● What is needed: Every line below that holds the string "derive" should be copied.

(Beginning of Dataset excerpts)

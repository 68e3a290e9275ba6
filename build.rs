use std::env;
use std::path::{Path, PathBuf};

const WATCHED_VARIABLES: [&str; 4] = ["FFMPEG_DIR", "VCPKG_ROOT", "VCPKGRS_DYNAMIC", "VCPKGRS_TRIPLET"];

/// Windows builds find FFmpeg through `FFMPEG_DIR`; point at a vcpkg
/// install when one is around so a missing variable is easy to fix.
fn main() {
    for variable in WATCHED_VARIABLES {
        println!("cargo:rerun-if-env-changed={variable}");
    }

    let building_for_windows = env::var("CARGO_CFG_TARGET_OS").is_ok_and(|os| os == "windows");
    if !building_for_windows || env::var_os("FFMPEG_DIR").is_some() {
        return;
    }

    let Some(vcpkg_root) = env::var_os("VCPKG_ROOT") else {
        println!(
            "cargo:warning=imgseq needs FFmpeg: set FFMPEG_DIR, or install ffmpeg with vcpkg and set VCPKG_ROOT."
        );
        return;
    };

    let triplet = env::var("VCPKGRS_TRIPLET").unwrap_or_else(|_| String::from("x64-windows"));
    let candidate = PathBuf::from(vcpkg_root).join("installed").join(triplet);
    report_candidate(&candidate);
}

fn report_candidate(candidate: &Path) {
    if !candidate.is_dir() {
        println!(
            "cargo:warning=No vcpkg FFmpeg found under {}; set FFMPEG_DIR explicitly.",
            candidate.display()
        );
        return;
    }

    println!(
        "cargo:warning=Found vcpkg FFmpeg at {0}; export FFMPEG_DIR={0} to use it.",
        candidate.display()
    );
    if env::var_os("VCPKGRS_DYNAMIC").is_none() {
        println!("cargo:warning=Dynamic vcpkg FFmpeg builds also need VCPKGRS_DYNAMIC=1.");
    }
}
//! YAML format handler using serde_yaml

use serde_yaml::{Mapping, Number, Value as YamlValue};

use crate::error::{Error, Result};
use crate::format::{Format, FormatHandler, expect_root};
use crate::node::{DocumentNode, NodeMap};

/// Handler for YAML files using serde_yaml
#[derive(Debug, Default)]
pub struct YamlHandler;

impl YamlHandler {
    pub fn new() -> Self {
        Self
    }

    fn from_value(value: YamlValue) -> Result<DocumentNode> {
        Ok(match value {
            YamlValue::Null => DocumentNode::Null,
            YamlValue::Bool(b) => DocumentNode::Bool(b),
            YamlValue::Number(n) => match n.as_i64() {
                Some(i) => DocumentNode::Int(i),
                None => n
                    .as_f64()
                    .map(DocumentNode::Float)
                    .unwrap_or(DocumentNode::Null),
            },
            YamlValue::String(s) => DocumentNode::String(s),
            YamlValue::Sequence(items) => DocumentNode::List(
                items
                    .into_iter()
                    .map(Self::from_value)
                    .collect::<Result<_>>()?,
            ),
            YamlValue::Mapping(mapping) => {
                let mut map = NodeMap::new();
                for (key, value) in mapping {
                    map.insert(Self::key_to_string(key)?, Self::from_value(value)?);
                }
                DocumentNode::Object(map)
            }
            YamlValue::Tagged(tagged) => Self::from_value(tagged.value)?,
        })
    }

    fn key_to_string(key: YamlValue) -> Result<String> {
        match key {
            YamlValue::String(s) => Ok(s),
            YamlValue::Number(n) => Ok(n.to_string()),
            YamlValue::Bool(b) => Ok(b.to_string()),
            other => Err(Error::parse(
                "YAML",
                format!("unsupported mapping key: {:?}", other),
            )),
        }
    }

    fn to_value(node: &DocumentNode) -> YamlValue {
        match node {
            DocumentNode::Null => YamlValue::Null,
            DocumentNode::Bool(b) => YamlValue::Bool(*b),
            DocumentNode::Int(i) => YamlValue::Number(Number::from(*i)),
            DocumentNode::Float(f) => YamlValue::Number(Number::from(*f)),
            DocumentNode::String(s) => YamlValue::String(s.clone()),
            DocumentNode::List(items) => {
                YamlValue::Sequence(items.iter().map(Self::to_value).collect())
            }
            DocumentNode::Object(map) => YamlValue::Mapping(Self::to_mapping(map)),
        }
    }

    fn to_mapping(map: &NodeMap) -> Mapping {
        let mut mapping = Mapping::new();
        for (key, value) in map.iter() {
            mapping.insert(YamlValue::String(key.to_string()), Self::to_value(value));
        }
        mapping
    }
}

impl FormatHandler for YamlHandler {
    fn format(&self) -> Format {
        Format::Yaml
    }

    fn parse(&self, source: &str) -> Result<NodeMap> {
        if source.trim().is_empty() {
            return Ok(NodeMap::new());
        }
        let value: YamlValue =
            serde_yaml::from_str(source).map_err(|e| Error::parse("YAML", e.to_string()))?;
        expect_root(Format::Yaml, Self::from_value(value)?)
    }

    fn render(&self, root: &NodeMap) -> Result<String> {
        serde_yaml::to_string(&YamlValue::Mapping(Self::to_mapping(root)))
            .map_err(|e| Error::serialize("YAML", e.to_string()))
    }
}
//! Document node types
//!
//! A [`DocumentNode`] is a closed tagged value; every coercion site matches on
//! it exhaustively. Objects are stored in a [`NodeMap`], which keeps keys in
//! insertion order so rendered files stay diff-friendly.

use std::fmt;

/// A single value in a hierarchical document.
#[derive(Debug, Clone, PartialEq)]
pub enum DocumentNode {
    Null,
    String(String),
    Int(i64),
    /// Non-integer numbers found in hand-edited files; kept so they survive a save.
    Float(f64),
    Bool(bool),
    List(Vec<DocumentNode>),
    Object(NodeMap),
}

/// The kind tag of a [`DocumentNode`], used in diagnostics.
#[derive(Debug, Clone, Copy, PartialEq, Eq, Hash)]
pub enum NodeKind {
    Null,
    String,
    Int,
    Float,
    Bool,
    List,
    Object,
}

impl fmt::Display for NodeKind {
    fn fmt(&self, f: &mut fmt::Formatter<'_>) -> fmt::Result {
        let name = match self {
            Self::Null => "null",
            Self::String => "string",
            Self::Int => "integer",
            Self::Float => "float",
            Self::Bool => "boolean",
            Self::List => "list",
            Self::Object => "object",
        };
        f.write_str(name)
    }
}

impl DocumentNode {
    /// Create an empty object node.
    pub fn object() -> Self {
        Self::Object(NodeMap::new())
    }

    pub fn kind(&self) -> NodeKind {
        match self {
            Self::Null => NodeKind::Null,
            Self::String(_) => NodeKind::String,
            Self::Int(_) => NodeKind::Int,
            Self::Float(_) => NodeKind::Float,
            Self::Bool(_) => NodeKind::Bool,
            Self::List(_) => NodeKind::List,
            Self::Object(_) => NodeKind::Object,
        }
    }

    pub fn as_str(&self) -> Option<&str> {
        match self {
            Self::String(s) => Some(s),
            _ => None,
        }
    }

    pub fn as_i64(&self) -> Option<i64> {
        match self {
            Self::Int(i) => Some(*i),
            _ => None,
        }
    }

    pub fn as_bool(&self) -> Option<bool> {
        match self {
            Self::Bool(b) => Some(*b),
            _ => None,
        }
    }

    pub fn as_list(&self) -> Option<&[DocumentNode]> {
        match self {
            Self::List(items) => Some(items),
            _ => None,
        }
    }

    pub fn as_object(&self) -> Option<&NodeMap> {
        match self {
            Self::Object(map) => Some(map),
            _ => None,
        }
    }

    pub fn as_object_mut(&mut self) -> Option<&mut NodeMap> {
        match self {
            Self::Object(map) => Some(map),
            _ => None,
        }
    }

    pub fn is_null(&self) -> bool {
        matches!(self, Self::Null)
    }

    pub fn is_object(&self) -> bool {
        matches!(self, Self::Object(_))
    }
}

impl From<&str> for DocumentNode {
    fn from(s: &str) -> Self {
        Self::String(s.to_string())
    }
}

impl From<String> for DocumentNode {
    fn from(s: String) -> Self {
        Self::String(s)
    }
}

impl From<i64> for DocumentNode {
    fn from(i: i64) -> Self {
        Self::Int(i)
    }
}

impl From<i32> for DocumentNode {
    fn from(i: i32) -> Self {
        Self::Int(i64::from(i))
    }
}

impl From<bool> for DocumentNode {
    fn from(b: bool) -> Self {
        Self::Bool(b)
    }
}

impl From<Vec<DocumentNode>> for DocumentNode {
    fn from(items: Vec<DocumentNode>) -> Self {
        Self::List(items)
    }
}

impl From<NodeMap> for DocumentNode {
    fn from(map: NodeMap) -> Self {
        Self::Object(map)
    }
}

/// An insertion-ordered mapping of keys to nodes.
///
/// Configuration documents are small, so lookups are linear.
#[derive(Debug, Clone, Default, PartialEq)]
pub struct NodeMap {
    entries: Vec<(String, DocumentNode)>,
}

impl NodeMap {
    pub fn new() -> Self {
        Self::default()
    }

    pub fn len(&self) -> usize {
        self.entries.len()
    }

    pub fn is_empty(&self) -> bool {
        self.entries.is_empty()
    }

    pub fn get(&self, key: &str) -> Option<&DocumentNode> {
        self.entries.iter().find(|(k, _)| k == key).map(|(_, v)| v)
    }

    pub fn get_mut(&mut self, key: &str) -> Option<&mut DocumentNode> {
        self.entries
            .iter_mut()
            .find(|(k, _)| k == key)
            .map(|(_, v)| v)
    }

    pub fn contains_key(&self, key: &str) -> bool {
        self.entries.iter().any(|(k, _)| k == key)
    }

    /// Insert a node, returning the previous one.
    ///
    /// Replacing an existing key keeps its original position.
    pub fn insert(&mut self, key: impl Into<String>, node: DocumentNode) -> Option<DocumentNode> {
        let key = key.into();
        match self.get_mut(&key) {
            Some(slot) => Some(std::mem::replace(slot, node)),
            None => {
                self.entries.push((key, node));
                None
            }
        }
    }

    pub fn remove(&mut self, key: &str) -> Option<DocumentNode> {
        let idx = self.entries.iter().position(|(k, _)| k == key)?;
        Some(self.entries.remove(idx).1)
    }

    pub fn iter(&self) -> impl Iterator<Item = (&str, &DocumentNode)> {
        self.entries.iter().map(|(k, v)| (k.as_str(), v))
    }

    pub fn keys(&self) -> impl Iterator<Item = &str> {
        self.entries.iter().map(|(k, _)| k.as_str())
    }
}

impl FromIterator<(String, DocumentNode)> for NodeMap {
    fn from_iter<I: IntoIterator<Item = (String, DocumentNode)>>(iter: I) -> Self {
        let mut map = NodeMap::new();
        for (key, node) in iter {
            map.insert(key, node);
        }
        map
    }
}

impl IntoIterator for NodeMap {
    type Item = (String, DocumentNode);
    type IntoIter = std::vec::IntoIter<(String, DocumentNode)>;

    fn into_iter(self) -> Self::IntoIter {
        self.entries.into_iter()
    }
}

#[cfg(test)]
mod tests {
    use super::*;

    #[test]
    fn test_insert_keeps_position_on_replace() {
        let mut map = NodeMap::new();
        map.insert("a", DocumentNode::from(1));
        map.insert("b", DocumentNode::from(2));
        let previous = map.insert("a", DocumentNode::from(3));

        assert_eq!(previous, Some(DocumentNode::Int(1)));
        assert_eq!(map.keys().collect::<Vec<_>>(), vec!["a", "b"]);
        assert_eq!(map.get("a"), Some(&DocumentNode::Int(3)));
    }

    #[test]
    fn test_remove_preserves_order() {
        let mut map: NodeMap = [
            ("x".to_string(), DocumentNode::Null),
            ("y".to_string(), DocumentNode::Bool(true)),
            ("z".to_string(), DocumentNode::from("s")),
        ]
        .into_iter()
        .collect();

        assert_eq!(map.remove("y"), Some(DocumentNode::Bool(true)));
        assert_eq!(map.keys().collect::<Vec<_>>(), vec!["x", "z"]);
        assert_eq!(map.remove("missing"), None);
    }

    #[test]
    fn test_kind_names() {
        assert_eq!(DocumentNode::Int(1).kind().to_string(), "integer");
        assert_eq!(DocumentNode::object().kind(), NodeKind::Object);
        assert_eq!(DocumentNode::List(vec![]).kind().to_string(), "list");
    }
}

(End of Dataset excerpts)

● Output of the exercise:
#[derive(Debug, Default)]
#[derive(Debug, Clone, PartialEq)]
#[derive(Debug, Clone, Copy, PartialEq, Eq, Hash)]
#[derive(Debug, Clone, Default, PartialEq)]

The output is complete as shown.